Problem:
Review the material line by line. Identify and copy every line that contains the string "next".

■ ■ ■

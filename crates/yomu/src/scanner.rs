//! Scanner controller
//!
//! A single task owns the lifecycle, the camera, the decoder, the frame
//! scheduler and the active capture session. Everything that can wake it
//! (handle commands, visibility changes, camera acquisition, frame ticks,
//! refractory expiry) is multiplexed through one `select!`, so state is
//! only ever touched by one piece of code at a time.
//!
//! [`Scanner`] is the cloneable handle callers use; events arrive on the
//! receiver returned by [`ScannerBuilder::spawn`].

use std::sync::Arc;

use futures_util::future::BoxFuture;
use futures_util::FutureExt;
use tokio::sync::{mpsc, oneshot, watch};
use tracing::{debug, info, warn};

use crate::camera::{same_device, CameraLabel, CameraLease, CameraRef};
use crate::capture::{
    Attempt, CaptureSession, DisplayClock, FrameScheduler, SessionStats, DEFAULT_REFRESH_HZ,
};
use crate::config::ScannerConfig;
use crate::decoder::Decoder;
use crate::error::{MediaError, Result, ScanError};
use crate::event::{EventReceiver, EventSender, ScanEvent, ScanResult};
use crate::lifecycle::{Lifecycle, LifecycleEvent, Rejection, ScanState, Transition};
use crate::surface::{FrameSource, SurfaceClaim, VideoSurface};
use crate::visibility::{Visibility, VisibilityFeed};

const COMMAND_BUFFER: usize = 32;

/// Snapshot of a scanner's state and counters.
#[derive(Debug, Clone, PartialEq, Eq)]
pub struct ScannerStats {
    pub state: ScanState,
    /// An activation is waiting on the camera
    pub activating: bool,
    /// Camera that the next (or current) activation uses
    pub camera: Option<String>,
    /// Counters summed over every session so far
    pub ticks: u64,
    pub attempts: u64,
    pub frames_skipped: u64,
    pub duplicates: u64,
    pub results: u64,
}

enum Command {
    Start {
        camera: Option<CameraRef>,
        reply: oneshot::Sender<Transition>,
    },
    Stop {
        reply: oneshot::Sender<()>,
    },
    SetCamera {
        camera: CameraRef,
        reply: oneshot::Sender<()>,
    },
    Activate {
        reply: oneshot::Sender<Transition>,
    },
    Deactivate {
        reply: oneshot::Sender<Transition>,
    },
    ScanNow {
        reply: oneshot::Sender<Result<Option<ScanResult>>>,
    },
    Stats {
        reply: oneshot::Sender<ScannerStats>,
    },
}

/// Work the controller schedules for its own next turn.
enum Deferred {
    Activate,
}

/// Handle to a running scanner.
///
/// Dropping every handle stops the scanner and releases the camera.
#[derive(Debug, Clone)]
pub struct Scanner {
    commands: mpsc::Sender<Command>,
    state: watch::Receiver<ScanState>,
    surface: Arc<VideoSurface>,
}

impl Scanner {
    pub fn builder(config: ScannerConfig) -> ScannerBuilder {
        ScannerBuilder::new(config)
    }

    /// Start scanning with `camera`, or the last camera if `None`.
    ///
    /// Stops first if the scanner is not stopped. Resolves once the
    /// automatic activation has either committed or been rejected.
    pub async fn start(&self, camera: Option<CameraRef>) -> Result<Transition> {
        self.request(|reply| Command::Start { camera, reply }).await
    }

    /// Stop scanning and release the camera. No-op when already stopped.
    pub async fn stop(&self) -> Result<()> {
        self.request(|reply| Command::Stop { reply }).await
    }

    /// Use `camera` from now on. Restarts if scanning with another camera.
    pub async fn set_camera(&self, camera: CameraRef) -> Result<()> {
        self.request(|reply| Command::SetCamera { camera, reply }).await
    }

    /// Resume scanning. Ignored (rejected) unless started or inactive.
    pub async fn activate(&self) -> Result<Transition> {
        self.request(|reply| Command::Activate { reply }).await
    }

    /// Suspend scanning. Ignored (rejected) unless started or active.
    pub async fn deactivate(&self) -> Result<Transition> {
        self.request(|reply| Command::Deactivate { reply }).await
    }

    /// Decode the current frame right away, bypassing duplicate
    /// suppression. `None` when not active or nothing was found.
    pub async fn scan_now(&self) -> Result<Option<ScanResult>> {
        self.request(|reply| Command::ScanNow { reply }).await?
    }

    pub async fn stats(&self) -> Result<ScannerStats> {
        self.request(|reply| Command::Stats { reply }).await
    }

    /// Last committed state
    pub fn state(&self) -> ScanState {
        *self.state.borrow()
    }

    pub fn watch_state(&self) -> watch::Receiver<ScanState> {
        self.state.clone()
    }

    /// Surface the camera stream is attached to while active
    pub fn surface(&self) -> &Arc<VideoSurface> {
        &self.surface
    }

    async fn request<T>(&self, command: impl FnOnce(oneshot::Sender<T>) -> Command) -> Result<T> {
        let (tx, rx) = oneshot::channel();
        self.commands
            .send(command(tx))
            .await
            .map_err(|_| ScanError::Closed)?;
        rx.await.map_err(|_| ScanError::Closed)
    }
}

/// Configures and spawns a [`Scanner`].
pub struct ScannerBuilder {
    config: ScannerConfig,
    camera: Option<CameraRef>,
    decoder: Option<Box<dyn Decoder>>,
    surface: Option<Arc<VideoSurface>>,
    visibility: Option<VisibilityFeed>,
    scheduler: Option<Box<dyn FrameScheduler>>,
}

impl ScannerBuilder {
    pub fn new(config: ScannerConfig) -> Self {
        Self {
            config,
            camera: None,
            decoder: None,
            surface: None,
            visibility: None,
            scheduler: None,
        }
    }

    /// Camera used by the first `start` without an explicit camera
    pub fn camera(mut self, camera: CameraRef) -> Self {
        self.camera = Some(camera);
        self
    }

    /// Decoder to run on each frame (defaults to QR when the `qr`
    /// feature is enabled)
    pub fn decoder(mut self, decoder: impl Decoder + 'static) -> Self {
        self.decoder = Some(Box::new(decoder));
        self
    }

    /// Pre-existing surface to attach streams to, e.g. one the host
    /// already renders as a preview
    pub fn surface(mut self, surface: Arc<VideoSurface>) -> Self {
        self.surface = Some(surface);
        self
    }

    /// Host visibility feed (defaults to always visible)
    pub fn visibility(mut self, feed: VisibilityFeed) -> Self {
        self.visibility = Some(feed);
        self
    }

    /// Tick source (defaults to a 60 Hz display clock)
    pub fn scheduler(mut self, scheduler: impl FrameScheduler + 'static) -> Self {
        self.scheduler = Some(Box::new(scheduler));
        self
    }

    /// Validate the configuration and spawn the controller task.
    ///
    /// Must be called from within a tokio runtime. The returned receiver
    /// already holds the initial [`ScanEvent::Inactive`].
    pub fn spawn(self) -> Result<(Scanner, EventReceiver)> {
        self.config.validate()?;

        let surface = self
            .surface
            .unwrap_or_else(|| Arc::new(VideoSurface::new()));
        let claim = surface.claim()?;
        surface.set_mirror(self.config.mirror);

        let decoder = match self.decoder {
            Some(decoder) => decoder,
            None => default_decoder()?,
        };
        let scheduler = self
            .scheduler
            .unwrap_or_else(|| Box::new(DisplayClock::new(DEFAULT_REFRESH_HZ)));
        let visibility = self.visibility.unwrap_or_else(|| {
            let (_, rx) = watch::channel(Visibility::Visible);
            rx
        });

        let (events, event_rx) = EventSender::channel();
        events.emit(ScanEvent::Inactive);

        let (command_tx, command_rx) = mpsc::channel(COMMAND_BUFFER);
        let (state_tx, state_rx) = watch::channel(ScanState::Stopped);
        let (deferred_tx, deferred_rx) = mpsc::unbounded_channel();

        info!(
            scan_period = self.config.scan_period,
            refractory_ms = self.config.refractory_period.as_millis() as u64,
            capture_image = self.config.capture_image,
            background_scan = self.config.background_scan,
            "Scanner created"
        );

        let controller = Controller {
            config: self.config,
            lifecycle: Lifecycle::new(),
            camera: self.camera,
            decoder,
            scheduler,
            claim,
            visibility,
            visibility_open: true,
            events,
            state_tx,
            commands: command_rx,
            deferred_tx,
            deferred_rx,
            pending: None,
            session: None,
            totals: SessionStats::default(),
        };
        tokio::spawn(controller.run());

        Ok((
            Scanner {
                commands: command_tx,
                state: state_rx,
                surface,
            },
            event_rx,
        ))
    }
}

■ ■ ■

Solution for this exercise:
    /// Camera that the next (or current) activation uses
/// Work the controller schedules for its own next turn.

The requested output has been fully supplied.